Work item:
Using the data below, gather each line that includes the word "BadRequest".

Segment Open

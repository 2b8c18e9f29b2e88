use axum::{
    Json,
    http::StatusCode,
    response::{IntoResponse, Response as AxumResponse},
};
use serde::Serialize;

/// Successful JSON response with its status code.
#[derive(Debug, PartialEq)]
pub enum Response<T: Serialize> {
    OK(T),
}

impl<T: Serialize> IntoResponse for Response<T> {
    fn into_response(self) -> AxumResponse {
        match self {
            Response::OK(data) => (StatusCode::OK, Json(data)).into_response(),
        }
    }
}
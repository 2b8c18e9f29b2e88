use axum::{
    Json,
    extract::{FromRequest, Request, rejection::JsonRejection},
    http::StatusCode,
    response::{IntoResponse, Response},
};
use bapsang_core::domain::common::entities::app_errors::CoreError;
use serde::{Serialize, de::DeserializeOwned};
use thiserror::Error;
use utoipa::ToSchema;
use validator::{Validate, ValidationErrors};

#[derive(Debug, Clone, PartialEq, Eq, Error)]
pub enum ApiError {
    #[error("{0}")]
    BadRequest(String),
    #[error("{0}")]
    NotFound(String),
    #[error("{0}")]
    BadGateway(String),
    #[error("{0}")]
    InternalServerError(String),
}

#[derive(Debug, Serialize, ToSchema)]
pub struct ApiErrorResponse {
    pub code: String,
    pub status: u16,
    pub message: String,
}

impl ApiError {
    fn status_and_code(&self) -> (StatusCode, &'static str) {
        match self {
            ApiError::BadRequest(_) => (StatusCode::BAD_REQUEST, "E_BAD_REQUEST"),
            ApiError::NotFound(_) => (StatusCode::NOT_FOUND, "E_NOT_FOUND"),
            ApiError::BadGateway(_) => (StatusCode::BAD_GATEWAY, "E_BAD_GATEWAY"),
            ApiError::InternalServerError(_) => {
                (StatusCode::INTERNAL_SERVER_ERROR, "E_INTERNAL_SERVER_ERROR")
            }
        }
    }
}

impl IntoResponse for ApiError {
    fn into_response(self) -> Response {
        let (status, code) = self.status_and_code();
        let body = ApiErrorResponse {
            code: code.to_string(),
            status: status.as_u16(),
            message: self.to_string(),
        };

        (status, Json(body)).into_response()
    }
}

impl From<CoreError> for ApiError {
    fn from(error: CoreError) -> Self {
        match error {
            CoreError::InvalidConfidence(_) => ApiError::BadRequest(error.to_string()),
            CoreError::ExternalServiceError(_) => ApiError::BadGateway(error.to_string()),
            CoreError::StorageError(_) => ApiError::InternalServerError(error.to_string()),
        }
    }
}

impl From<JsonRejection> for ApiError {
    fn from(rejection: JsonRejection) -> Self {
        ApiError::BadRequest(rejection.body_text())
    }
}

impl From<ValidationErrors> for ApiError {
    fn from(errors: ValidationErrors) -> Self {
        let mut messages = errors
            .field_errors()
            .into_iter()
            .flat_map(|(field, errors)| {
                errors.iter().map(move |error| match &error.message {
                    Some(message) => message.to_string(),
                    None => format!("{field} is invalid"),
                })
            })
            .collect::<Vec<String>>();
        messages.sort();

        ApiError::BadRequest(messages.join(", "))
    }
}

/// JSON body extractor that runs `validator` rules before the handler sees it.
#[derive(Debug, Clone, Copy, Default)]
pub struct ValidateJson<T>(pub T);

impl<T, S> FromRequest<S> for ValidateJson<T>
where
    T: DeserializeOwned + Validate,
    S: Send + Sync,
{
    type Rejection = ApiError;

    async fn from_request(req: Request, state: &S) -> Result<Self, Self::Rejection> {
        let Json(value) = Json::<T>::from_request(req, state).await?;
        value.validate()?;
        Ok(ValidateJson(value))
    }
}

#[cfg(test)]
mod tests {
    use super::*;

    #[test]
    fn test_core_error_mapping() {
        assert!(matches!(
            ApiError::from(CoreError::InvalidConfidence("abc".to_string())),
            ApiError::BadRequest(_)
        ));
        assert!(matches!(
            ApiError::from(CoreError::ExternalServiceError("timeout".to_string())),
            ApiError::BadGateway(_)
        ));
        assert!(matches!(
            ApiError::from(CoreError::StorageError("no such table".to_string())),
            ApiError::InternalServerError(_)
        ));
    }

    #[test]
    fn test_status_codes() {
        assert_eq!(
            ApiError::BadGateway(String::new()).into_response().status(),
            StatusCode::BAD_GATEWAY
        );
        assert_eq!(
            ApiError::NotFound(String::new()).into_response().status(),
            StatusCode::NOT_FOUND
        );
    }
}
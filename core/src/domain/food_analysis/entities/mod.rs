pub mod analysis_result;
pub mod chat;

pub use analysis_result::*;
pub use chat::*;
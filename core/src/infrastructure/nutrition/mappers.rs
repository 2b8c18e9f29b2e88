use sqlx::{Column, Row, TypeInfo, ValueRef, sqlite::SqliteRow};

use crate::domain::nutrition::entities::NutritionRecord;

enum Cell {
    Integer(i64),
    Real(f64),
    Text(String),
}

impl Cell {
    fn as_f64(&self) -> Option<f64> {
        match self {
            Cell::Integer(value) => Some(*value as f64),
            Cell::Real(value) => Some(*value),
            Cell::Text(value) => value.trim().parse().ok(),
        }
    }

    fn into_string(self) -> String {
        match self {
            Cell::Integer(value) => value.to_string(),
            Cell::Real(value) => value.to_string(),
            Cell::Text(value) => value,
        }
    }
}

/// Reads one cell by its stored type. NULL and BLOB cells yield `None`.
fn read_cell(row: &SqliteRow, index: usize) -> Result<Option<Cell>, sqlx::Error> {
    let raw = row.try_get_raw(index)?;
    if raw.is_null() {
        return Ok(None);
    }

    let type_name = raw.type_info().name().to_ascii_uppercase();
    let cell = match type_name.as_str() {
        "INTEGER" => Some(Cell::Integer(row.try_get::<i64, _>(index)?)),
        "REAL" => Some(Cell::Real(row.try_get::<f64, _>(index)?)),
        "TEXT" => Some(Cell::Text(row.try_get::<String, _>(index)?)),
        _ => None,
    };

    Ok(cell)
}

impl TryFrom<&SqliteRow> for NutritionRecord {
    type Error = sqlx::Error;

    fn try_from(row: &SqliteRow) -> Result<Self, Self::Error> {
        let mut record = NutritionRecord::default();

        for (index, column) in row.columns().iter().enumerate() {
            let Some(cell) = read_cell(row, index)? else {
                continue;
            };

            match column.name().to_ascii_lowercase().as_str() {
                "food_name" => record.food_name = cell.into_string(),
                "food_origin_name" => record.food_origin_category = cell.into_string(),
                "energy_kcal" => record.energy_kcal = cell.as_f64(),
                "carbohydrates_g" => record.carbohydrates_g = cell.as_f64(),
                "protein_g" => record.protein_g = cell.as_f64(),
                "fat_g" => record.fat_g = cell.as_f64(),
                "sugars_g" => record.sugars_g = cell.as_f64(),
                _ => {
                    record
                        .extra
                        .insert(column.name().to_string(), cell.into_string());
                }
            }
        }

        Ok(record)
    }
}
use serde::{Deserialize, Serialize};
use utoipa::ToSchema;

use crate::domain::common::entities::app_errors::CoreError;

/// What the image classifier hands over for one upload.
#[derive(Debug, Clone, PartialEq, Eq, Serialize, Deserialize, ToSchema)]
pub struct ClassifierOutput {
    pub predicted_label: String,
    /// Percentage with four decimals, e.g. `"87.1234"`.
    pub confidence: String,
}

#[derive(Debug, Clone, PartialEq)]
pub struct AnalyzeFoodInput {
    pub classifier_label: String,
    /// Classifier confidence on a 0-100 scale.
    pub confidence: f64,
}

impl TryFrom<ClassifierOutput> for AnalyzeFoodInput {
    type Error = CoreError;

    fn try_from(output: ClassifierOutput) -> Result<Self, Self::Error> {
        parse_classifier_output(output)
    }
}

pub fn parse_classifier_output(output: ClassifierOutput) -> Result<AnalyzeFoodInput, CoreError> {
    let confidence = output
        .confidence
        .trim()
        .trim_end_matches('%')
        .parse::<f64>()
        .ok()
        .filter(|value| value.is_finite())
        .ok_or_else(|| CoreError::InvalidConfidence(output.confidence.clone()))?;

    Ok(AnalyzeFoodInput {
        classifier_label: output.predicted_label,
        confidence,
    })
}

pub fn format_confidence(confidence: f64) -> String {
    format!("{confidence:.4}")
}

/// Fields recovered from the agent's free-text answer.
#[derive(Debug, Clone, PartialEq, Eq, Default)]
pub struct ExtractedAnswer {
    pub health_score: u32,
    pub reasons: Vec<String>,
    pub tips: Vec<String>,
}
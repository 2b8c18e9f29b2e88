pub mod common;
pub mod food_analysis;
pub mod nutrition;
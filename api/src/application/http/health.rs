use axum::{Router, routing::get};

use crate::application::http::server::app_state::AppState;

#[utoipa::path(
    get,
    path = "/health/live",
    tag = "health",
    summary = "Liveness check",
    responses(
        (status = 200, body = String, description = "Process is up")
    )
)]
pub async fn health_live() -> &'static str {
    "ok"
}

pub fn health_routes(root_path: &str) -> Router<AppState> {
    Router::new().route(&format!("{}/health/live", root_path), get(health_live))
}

Segment Closed

Written solution:
    BadRequest(String),
            ApiError::BadRequest(_) => (StatusCode::BAD_REQUEST, "E_BAD_REQUEST"),
            CoreError::InvalidConfidence(_) => ApiError::BadRequest(error.to_string()),
        ApiError::BadRequest(rejection.body_text())
        ApiError::BadRequest(messages.join(", "))
            ApiError::BadRequest(_)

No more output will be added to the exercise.